_Problem_.
Below are some records; write them all out again exactly.

_Available data_.
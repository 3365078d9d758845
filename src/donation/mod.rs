//! Donation management: the in-memory store, the edit session state machine
//! and the pages and endpoints for recording, editing and deleting donations.

mod create;
mod delete;
mod domain;
mod edit;
mod edit_session;
mod form;
mod list;
mod store;

pub use create::{create_donation_endpoint, get_new_donation_page};
pub use delete::delete_donation_endpoint;
pub use domain::{Donation, DonationForm, DonationId, DonationType, DonorName};
pub use edit::{cancel_edit_endpoint, get_edit_donation_page, update_donation_endpoint};
pub use edit_session::{EditSession, EditSessionController};
pub use list::get_donations_page;
pub use store::{DonationStore, DonationTotals};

_Final answer_.
repository 3365078d9d758845
filename src/donation/mod.rs
//! Donation management: the in-memory store, the edit session state machine
//! and the pages and endpoints for recording, editing and deleting donations.

mod create;
mod delete;
mod domain;
mod edit;
mod edit_session;
mod form;
mod list;
mod store;

pub use create::{create_donation_endpoint, get_new_donation_page};
pub use delete::delete_donation_endpoint;
pub use domain::{Donation, DonationForm, DonationId, DonationType, DonorName};
pub use edit::{cancel_edit_endpoint, get_edit_donation_page, update_donation_endpoint};
pub use edit_session::{EditSession, EditSessionController};
pub use list::get_donations_page;
pub use store::{DonationStore, DonationTotals};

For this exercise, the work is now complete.